** Task statement **
Scan the lines below for the word "without". Copy each line you find it in.

Dataset entries:

━━━━━━━━━━

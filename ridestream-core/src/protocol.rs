// Copyright 2025 Umberto Gotti <umberto.gotti@umbertogotti.dev>
// Licensed under the Apache License, Version 2.0
// http://www.apache.org/licenses/LICENSE-2.0

//! JSON text frames exchanged over the persistent connection.
//!
//! Client to service:
//!
//! ```text
//! {"type":"data","payload":[{"capturedAt":100,"totalAccel":1.0}, ...]}
//! {"type":"stop"}
//! ```
//!
//! Service to client and observers:
//!
//! ```text
//! {"type":"batch","payload":[...]}                       // live rebroadcast, verbatim
//! {"type":"stopped","message":"...","index":1,"downloadURL":"/download/1"}
//! {"type":"error","kind":"empty_session","message":"..."}
//! ```

use crate::{decode_batch, Batch, FusedRecord};
use ridestream_error::{ErrorKind, RideError, Result};
use serde::{Deserialize, Serialize};
use serde_json::Value;

/// A decoded client frame.
///
/// `raw_payload` keeps the payload exactly as received so observers can be
/// sent the verbatim batch.
#[derive(Debug, Clone, PartialEq)]
pub enum ClientMessage {
    Data { batch: Batch, raw_payload: Value },
    Stop,
}

#[derive(Serialize)]
struct DataFrame<'a> {
    #[serde(rename = "type")]
    kind: &'static str,
    payload: &'a [FusedRecord],
}

/// Encode buffered records as a `data` frame without copying them.
///
/// # Errors
/// Returns [`RideError::Protocol`] if a record holds a non-finite float or
/// cannot be serialized.
pub fn encode_data_frame(records: &[FusedRecord]) -> Result<String> {
    if let Some(position) = records.iter().position(|record| !record.is_finite()) {
        return Err(RideError::protocol(format!(
            "record {position}: non-finite value cannot be encoded"
        )));
    }
    serde_json::to_string(&DataFrame {
        kind: "data",
        payload: records,
    })
    .map_err(|e| RideError::protocol(format!("encoding data frame: {e}")))
}

#[must_use]
pub fn encode_stop_frame() -> String {
    r#"{"type":"stop"}"#.to_string()
}

/// Decode a client frame.
///
/// # Errors
/// - [`RideError::Protocol`] for non-JSON frames or an unknown `type`
/// - [`RideError::InvalidPayload`] when a `data` payload is not a valid batch
pub fn decode_client_frame(frame: &str) -> Result<ClientMessage> {
    let mut value: Value = serde_json::from_str(frame)
        .map_err(|e| RideError::protocol(format!("frame is not JSON: {e}")))?;

    let kind = value.get("type").and_then(Value::as_str).map(str::to_owned);

    match kind.as_deref() {
        Some("data") => {
            let raw_payload = value
                .get_mut("payload")
                .map(Value::take)
                .ok_or_else(|| RideError::invalid_payload("data frame without payload"))?;
            let batch = decode_batch(&raw_payload)?;
            Ok(ClientMessage::Data { batch, raw_payload })
        }
        Some("stop") => Ok(ClientMessage::Stop),
        Some(other) => Err(RideError::protocol(format!("unknown frame type {other:?}"))),
        None => Err(RideError::protocol("frame without type tag")),
    }
}

/// A frame sent by the service.
#[derive(Debug, Clone, PartialEq, Serialize, Deserialize)]
#[serde(tag = "type", rename_all = "lowercase")]
pub enum ServerMessage {
    Batch {
        payload: Value,
    },
    Stopped {
        message: String,
        index: u64,
        #[serde(rename = "downloadURL")]
        download_url: String,
    },
    Error {
        kind: String,
        message: String,
    },
}

impl ServerMessage {
    #[must_use]
    pub fn error(err: &RideError) -> Self {
        Self::Error {
            kind: err.kind().as_str().to_string(),
            message: err.to_string(),
        }
    }

    /// Encode as a text frame.
    ///
    /// # Errors
    /// Returns [`RideError::Protocol`] if serialization fails.
    pub fn encode(&self) -> Result<String> {
        serde_json::to_string(self)
            .map_err(|e| RideError::protocol(format!("encoding server frame: {e}")))
    }

    /// Decode a text frame.
    ///
    /// # Errors
    /// Returns [`RideError::Protocol`] if the frame is not a server message.
    pub fn decode(frame: &str) -> Result<Self> {
        serde_json::from_str(frame)
            .map_err(|e| RideError::protocol(format!("decoding server frame: {e}")))
    }

    /// Turn an `error` frame back into the error it describes.
    #[must_use]
    pub fn into_error(self) -> Option<RideError> {
        match self {
            Self::Error { kind, message } => {
                let kind = ErrorKind::parse(&kind).unwrap_or(ErrorKind::Protocol);
                Some(RideError::from_wire(kind, message))
            }
            _ => None,
        }
    }
}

━━━━━━━━━━

** Answer for this exercise **
/// Encode buffered records as a `data` frame without copying them.
                .ok_or_else(|| RideError::invalid_payload("data frame without payload"))?;
        None => Err(RideError::protocol("frame without type tag")),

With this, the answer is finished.